Task objective — For the word "core", return each line of the data in which it occurs.

Dataset records —
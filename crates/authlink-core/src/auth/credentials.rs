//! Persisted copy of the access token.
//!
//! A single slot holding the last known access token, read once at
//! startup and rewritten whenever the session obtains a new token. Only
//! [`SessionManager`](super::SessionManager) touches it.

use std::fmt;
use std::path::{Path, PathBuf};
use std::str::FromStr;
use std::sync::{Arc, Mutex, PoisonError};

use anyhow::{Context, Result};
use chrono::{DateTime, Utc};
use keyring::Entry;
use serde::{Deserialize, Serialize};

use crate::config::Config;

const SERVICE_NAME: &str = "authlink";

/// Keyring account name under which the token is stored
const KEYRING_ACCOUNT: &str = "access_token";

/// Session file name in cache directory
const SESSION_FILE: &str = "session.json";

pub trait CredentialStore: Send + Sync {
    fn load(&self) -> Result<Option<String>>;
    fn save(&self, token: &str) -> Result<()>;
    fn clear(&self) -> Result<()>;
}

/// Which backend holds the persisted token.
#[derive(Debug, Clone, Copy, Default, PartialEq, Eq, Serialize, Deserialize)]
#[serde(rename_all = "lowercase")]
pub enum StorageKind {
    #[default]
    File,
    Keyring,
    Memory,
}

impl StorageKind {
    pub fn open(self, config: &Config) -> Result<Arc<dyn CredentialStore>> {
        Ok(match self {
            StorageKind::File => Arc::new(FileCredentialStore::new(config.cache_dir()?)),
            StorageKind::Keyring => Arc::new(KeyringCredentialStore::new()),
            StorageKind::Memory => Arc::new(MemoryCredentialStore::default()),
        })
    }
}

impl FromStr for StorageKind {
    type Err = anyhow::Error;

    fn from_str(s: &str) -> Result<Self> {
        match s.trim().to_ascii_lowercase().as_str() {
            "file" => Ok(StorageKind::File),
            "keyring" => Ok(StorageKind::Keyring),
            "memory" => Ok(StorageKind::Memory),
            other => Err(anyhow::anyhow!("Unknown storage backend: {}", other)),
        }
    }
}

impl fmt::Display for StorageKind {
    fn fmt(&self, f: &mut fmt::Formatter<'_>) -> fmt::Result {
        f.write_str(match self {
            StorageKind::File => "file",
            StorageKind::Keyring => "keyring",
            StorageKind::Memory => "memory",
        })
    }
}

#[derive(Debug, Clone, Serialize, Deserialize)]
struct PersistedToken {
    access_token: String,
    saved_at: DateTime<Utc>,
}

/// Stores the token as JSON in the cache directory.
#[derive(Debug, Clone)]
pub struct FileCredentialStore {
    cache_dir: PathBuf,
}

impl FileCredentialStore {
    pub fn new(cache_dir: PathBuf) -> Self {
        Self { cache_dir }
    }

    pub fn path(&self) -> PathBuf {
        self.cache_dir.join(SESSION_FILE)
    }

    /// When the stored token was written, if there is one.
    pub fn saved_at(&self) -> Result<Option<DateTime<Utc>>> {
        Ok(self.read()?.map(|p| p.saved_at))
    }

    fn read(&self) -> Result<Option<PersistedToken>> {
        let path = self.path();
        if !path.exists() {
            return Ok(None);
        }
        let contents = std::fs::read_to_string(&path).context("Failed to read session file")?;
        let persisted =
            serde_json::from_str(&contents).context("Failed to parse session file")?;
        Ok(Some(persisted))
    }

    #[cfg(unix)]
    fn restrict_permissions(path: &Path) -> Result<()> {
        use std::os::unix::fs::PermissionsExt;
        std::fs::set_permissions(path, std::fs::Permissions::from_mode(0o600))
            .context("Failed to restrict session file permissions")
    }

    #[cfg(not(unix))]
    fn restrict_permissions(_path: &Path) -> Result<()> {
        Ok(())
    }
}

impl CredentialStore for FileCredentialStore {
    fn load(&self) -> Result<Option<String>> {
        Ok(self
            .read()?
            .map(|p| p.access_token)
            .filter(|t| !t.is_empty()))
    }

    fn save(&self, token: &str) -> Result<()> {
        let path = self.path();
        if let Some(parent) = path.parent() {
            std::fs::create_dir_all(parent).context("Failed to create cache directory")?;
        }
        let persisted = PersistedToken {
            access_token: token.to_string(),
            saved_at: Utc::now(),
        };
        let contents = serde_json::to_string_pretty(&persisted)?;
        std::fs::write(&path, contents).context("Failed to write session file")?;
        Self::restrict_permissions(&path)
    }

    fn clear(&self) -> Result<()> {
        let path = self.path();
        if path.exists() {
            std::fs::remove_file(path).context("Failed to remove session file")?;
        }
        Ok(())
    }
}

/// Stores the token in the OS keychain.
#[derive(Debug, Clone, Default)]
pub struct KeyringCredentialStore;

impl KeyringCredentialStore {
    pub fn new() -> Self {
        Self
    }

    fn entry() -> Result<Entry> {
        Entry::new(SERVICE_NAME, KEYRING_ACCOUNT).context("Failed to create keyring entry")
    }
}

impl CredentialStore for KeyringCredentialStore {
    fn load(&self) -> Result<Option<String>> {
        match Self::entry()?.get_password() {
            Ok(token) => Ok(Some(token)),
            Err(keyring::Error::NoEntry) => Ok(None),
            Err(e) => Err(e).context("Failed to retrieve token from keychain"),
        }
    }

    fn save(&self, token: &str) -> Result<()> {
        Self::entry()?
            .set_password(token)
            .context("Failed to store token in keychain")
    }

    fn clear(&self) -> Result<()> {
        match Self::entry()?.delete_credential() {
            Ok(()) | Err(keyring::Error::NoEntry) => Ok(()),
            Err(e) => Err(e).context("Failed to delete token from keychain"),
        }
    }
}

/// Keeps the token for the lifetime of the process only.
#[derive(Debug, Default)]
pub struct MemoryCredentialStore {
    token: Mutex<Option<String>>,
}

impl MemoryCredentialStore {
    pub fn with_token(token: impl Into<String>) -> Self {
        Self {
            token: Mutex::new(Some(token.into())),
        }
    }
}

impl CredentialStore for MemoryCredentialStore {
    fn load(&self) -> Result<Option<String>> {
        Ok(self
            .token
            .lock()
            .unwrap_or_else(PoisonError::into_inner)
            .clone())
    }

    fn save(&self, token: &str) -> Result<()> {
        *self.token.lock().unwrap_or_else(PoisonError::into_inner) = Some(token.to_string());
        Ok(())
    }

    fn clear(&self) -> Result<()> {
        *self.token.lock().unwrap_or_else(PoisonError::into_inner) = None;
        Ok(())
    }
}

* * *

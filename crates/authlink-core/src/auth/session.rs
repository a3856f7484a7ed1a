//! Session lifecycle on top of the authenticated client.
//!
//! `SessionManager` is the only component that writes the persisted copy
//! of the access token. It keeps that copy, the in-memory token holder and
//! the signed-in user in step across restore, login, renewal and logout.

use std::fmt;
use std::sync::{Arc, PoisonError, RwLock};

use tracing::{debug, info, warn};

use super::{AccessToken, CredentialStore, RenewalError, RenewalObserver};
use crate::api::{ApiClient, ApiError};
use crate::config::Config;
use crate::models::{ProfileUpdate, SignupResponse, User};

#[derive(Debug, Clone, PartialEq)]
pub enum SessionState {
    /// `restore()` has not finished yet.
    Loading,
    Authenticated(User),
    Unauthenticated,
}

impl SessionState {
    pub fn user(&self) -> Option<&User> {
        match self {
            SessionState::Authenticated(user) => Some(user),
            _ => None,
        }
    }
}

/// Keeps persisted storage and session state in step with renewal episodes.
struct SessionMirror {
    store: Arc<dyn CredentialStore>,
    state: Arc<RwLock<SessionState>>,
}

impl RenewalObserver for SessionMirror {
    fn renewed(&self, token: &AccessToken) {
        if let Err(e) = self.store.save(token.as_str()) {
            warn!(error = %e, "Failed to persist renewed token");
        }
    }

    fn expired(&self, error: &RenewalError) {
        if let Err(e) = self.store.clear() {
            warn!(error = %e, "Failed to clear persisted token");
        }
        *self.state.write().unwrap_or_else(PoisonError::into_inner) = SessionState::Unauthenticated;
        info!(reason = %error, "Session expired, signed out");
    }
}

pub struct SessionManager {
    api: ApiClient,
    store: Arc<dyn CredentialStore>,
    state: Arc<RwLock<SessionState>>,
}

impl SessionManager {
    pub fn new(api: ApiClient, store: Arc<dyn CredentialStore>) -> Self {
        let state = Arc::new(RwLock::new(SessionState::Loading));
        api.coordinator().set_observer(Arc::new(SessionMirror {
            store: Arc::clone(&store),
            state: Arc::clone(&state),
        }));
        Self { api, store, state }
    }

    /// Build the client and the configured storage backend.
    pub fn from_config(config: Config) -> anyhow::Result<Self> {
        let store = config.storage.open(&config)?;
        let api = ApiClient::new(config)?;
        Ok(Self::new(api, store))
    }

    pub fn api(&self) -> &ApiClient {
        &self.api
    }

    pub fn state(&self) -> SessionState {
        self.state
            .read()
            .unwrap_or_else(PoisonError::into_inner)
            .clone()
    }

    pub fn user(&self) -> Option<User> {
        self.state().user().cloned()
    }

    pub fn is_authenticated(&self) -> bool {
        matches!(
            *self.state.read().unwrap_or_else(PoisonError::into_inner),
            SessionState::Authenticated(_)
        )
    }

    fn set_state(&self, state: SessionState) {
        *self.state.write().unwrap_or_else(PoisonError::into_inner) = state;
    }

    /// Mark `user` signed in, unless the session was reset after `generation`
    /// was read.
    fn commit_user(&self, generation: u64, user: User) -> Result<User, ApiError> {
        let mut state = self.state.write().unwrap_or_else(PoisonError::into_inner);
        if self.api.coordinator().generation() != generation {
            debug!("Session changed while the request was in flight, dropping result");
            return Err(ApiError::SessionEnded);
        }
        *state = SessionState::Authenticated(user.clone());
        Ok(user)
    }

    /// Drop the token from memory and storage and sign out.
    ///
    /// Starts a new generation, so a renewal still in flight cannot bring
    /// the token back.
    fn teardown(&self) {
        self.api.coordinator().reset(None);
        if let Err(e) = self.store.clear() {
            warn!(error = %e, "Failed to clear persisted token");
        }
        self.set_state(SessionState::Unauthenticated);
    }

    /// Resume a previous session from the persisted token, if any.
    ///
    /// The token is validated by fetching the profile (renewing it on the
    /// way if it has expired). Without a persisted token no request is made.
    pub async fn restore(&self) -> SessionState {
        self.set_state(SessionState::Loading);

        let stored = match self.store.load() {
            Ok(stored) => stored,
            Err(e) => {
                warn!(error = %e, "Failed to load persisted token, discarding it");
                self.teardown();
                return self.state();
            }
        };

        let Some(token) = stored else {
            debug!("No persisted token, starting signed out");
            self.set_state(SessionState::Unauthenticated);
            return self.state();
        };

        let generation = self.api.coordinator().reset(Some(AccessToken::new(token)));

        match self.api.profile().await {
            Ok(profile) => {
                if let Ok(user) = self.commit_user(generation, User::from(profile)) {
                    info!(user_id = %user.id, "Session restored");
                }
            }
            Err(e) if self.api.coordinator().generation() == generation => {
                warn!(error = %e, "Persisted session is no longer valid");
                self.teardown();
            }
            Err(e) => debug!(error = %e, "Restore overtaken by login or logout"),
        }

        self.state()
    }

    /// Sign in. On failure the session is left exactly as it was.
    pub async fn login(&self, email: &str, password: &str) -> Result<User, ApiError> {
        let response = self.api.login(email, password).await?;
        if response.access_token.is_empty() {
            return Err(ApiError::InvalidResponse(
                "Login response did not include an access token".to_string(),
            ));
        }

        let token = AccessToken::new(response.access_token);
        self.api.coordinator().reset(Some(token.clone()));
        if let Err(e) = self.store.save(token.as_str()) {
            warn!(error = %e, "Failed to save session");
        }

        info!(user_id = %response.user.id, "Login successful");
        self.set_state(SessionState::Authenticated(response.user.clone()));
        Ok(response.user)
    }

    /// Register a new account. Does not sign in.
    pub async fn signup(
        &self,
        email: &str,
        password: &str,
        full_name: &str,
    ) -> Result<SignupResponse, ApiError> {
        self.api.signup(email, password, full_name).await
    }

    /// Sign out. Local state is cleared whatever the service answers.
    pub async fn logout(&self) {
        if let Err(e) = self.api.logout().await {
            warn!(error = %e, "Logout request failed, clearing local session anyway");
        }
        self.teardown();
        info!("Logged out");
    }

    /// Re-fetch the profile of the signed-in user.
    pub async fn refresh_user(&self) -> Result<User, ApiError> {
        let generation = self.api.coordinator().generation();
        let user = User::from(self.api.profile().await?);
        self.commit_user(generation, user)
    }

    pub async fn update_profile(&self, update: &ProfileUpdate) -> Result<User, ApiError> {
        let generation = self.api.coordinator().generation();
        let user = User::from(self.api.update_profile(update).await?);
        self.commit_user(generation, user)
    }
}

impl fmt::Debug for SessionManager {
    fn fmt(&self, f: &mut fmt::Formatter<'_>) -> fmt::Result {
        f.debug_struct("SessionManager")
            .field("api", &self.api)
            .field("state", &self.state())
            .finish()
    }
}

* * *

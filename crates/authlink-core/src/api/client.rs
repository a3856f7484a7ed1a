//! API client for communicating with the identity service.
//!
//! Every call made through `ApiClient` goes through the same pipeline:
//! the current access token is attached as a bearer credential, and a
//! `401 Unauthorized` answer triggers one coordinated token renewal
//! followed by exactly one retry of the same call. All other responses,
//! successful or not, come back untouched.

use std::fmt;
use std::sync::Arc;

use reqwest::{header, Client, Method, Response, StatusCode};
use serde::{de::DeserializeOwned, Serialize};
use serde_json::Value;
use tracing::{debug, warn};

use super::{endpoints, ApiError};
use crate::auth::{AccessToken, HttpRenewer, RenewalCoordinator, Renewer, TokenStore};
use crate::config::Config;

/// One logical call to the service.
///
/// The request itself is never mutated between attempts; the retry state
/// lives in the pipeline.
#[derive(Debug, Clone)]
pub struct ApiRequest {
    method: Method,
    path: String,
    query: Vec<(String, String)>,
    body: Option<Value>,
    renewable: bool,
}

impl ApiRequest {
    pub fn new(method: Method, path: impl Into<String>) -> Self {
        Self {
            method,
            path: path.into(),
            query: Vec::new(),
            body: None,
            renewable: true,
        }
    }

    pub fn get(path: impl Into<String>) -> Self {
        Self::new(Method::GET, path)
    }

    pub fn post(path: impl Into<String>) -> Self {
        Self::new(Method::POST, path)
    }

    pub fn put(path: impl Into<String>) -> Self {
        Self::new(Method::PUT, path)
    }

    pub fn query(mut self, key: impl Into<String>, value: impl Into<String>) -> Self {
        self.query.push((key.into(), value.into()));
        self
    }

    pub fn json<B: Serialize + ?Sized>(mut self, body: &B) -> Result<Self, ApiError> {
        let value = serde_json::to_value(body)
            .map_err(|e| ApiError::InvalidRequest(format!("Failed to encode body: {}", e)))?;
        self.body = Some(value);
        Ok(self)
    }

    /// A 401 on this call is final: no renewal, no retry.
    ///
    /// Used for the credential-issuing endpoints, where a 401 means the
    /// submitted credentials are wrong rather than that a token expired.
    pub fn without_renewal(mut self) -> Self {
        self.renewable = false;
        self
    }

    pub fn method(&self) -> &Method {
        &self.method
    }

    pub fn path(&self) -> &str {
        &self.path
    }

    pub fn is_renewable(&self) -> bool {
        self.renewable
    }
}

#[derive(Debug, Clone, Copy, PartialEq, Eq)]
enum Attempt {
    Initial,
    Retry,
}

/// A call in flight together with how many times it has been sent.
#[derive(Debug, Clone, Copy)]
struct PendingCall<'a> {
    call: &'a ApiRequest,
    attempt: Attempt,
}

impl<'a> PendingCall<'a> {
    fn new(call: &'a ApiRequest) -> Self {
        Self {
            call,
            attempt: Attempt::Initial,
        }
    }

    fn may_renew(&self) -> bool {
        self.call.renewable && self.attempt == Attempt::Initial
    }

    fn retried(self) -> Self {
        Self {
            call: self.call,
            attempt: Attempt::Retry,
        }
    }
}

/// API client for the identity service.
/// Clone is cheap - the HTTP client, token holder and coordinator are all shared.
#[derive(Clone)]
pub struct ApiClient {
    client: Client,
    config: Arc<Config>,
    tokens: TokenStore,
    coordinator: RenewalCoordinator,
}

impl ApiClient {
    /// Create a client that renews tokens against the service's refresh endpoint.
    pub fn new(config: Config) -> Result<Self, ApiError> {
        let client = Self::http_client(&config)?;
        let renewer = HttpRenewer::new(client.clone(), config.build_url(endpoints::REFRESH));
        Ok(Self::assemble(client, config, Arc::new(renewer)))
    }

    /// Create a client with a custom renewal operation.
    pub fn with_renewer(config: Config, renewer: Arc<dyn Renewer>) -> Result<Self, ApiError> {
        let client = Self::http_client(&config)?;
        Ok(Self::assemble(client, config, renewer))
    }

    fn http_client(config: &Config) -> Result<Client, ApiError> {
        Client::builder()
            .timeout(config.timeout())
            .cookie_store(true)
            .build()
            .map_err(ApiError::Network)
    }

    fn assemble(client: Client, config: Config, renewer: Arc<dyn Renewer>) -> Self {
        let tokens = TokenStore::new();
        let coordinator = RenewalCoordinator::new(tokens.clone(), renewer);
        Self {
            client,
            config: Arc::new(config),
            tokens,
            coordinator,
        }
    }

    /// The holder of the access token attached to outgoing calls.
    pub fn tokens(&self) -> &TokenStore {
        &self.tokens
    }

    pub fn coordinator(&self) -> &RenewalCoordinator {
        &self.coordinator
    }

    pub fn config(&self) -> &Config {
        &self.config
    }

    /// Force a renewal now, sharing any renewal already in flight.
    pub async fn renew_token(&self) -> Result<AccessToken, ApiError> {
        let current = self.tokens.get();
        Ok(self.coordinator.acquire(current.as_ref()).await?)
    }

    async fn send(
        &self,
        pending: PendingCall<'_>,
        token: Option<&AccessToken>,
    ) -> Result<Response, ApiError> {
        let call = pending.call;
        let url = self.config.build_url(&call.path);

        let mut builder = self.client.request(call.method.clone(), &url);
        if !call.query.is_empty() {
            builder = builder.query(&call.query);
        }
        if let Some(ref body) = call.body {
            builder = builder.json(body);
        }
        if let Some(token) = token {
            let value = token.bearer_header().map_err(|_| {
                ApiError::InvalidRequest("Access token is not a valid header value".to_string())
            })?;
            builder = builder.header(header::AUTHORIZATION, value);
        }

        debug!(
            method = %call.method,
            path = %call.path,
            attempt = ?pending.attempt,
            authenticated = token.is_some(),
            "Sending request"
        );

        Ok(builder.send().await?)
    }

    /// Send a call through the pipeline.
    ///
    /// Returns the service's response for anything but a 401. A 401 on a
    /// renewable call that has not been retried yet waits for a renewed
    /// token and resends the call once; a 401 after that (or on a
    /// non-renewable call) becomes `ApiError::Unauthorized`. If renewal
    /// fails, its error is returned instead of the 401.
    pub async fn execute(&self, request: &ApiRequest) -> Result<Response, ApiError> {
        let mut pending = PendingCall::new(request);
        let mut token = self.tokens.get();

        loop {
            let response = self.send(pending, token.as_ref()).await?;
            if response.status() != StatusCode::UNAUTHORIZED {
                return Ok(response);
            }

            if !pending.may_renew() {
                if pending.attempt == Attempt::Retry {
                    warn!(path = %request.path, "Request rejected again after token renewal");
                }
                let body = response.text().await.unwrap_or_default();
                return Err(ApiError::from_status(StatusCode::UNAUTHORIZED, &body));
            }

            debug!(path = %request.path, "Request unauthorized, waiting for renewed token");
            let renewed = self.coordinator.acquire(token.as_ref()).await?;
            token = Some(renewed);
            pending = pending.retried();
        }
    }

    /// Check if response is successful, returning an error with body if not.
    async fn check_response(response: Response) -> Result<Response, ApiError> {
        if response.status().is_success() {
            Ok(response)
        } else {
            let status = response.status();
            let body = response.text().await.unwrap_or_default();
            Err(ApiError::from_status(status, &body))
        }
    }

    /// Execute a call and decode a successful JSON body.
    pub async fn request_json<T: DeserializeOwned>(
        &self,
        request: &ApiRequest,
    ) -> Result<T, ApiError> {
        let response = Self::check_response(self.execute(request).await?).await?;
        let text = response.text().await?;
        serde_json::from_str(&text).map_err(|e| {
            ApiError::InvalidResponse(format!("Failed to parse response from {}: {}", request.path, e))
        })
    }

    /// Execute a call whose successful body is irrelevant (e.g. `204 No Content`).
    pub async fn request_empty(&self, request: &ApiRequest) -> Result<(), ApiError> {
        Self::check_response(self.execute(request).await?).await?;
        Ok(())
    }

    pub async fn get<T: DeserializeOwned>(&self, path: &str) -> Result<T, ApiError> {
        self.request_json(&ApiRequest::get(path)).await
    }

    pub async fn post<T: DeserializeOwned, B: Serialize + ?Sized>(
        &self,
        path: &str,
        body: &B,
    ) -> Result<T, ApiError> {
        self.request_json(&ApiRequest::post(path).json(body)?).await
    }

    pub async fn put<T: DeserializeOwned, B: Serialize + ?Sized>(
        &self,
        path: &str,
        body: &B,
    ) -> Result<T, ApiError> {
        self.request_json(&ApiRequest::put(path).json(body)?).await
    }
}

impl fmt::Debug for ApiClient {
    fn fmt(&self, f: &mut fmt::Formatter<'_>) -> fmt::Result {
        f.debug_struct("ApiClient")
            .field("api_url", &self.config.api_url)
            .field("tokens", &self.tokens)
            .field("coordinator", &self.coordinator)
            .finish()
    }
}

Written solution —
filename crates/authlink-core/src/auth/credentials.rs
filename crates/authlink-core/src/auth/session.rs
filename crates/authlink-core/src/api/client.rs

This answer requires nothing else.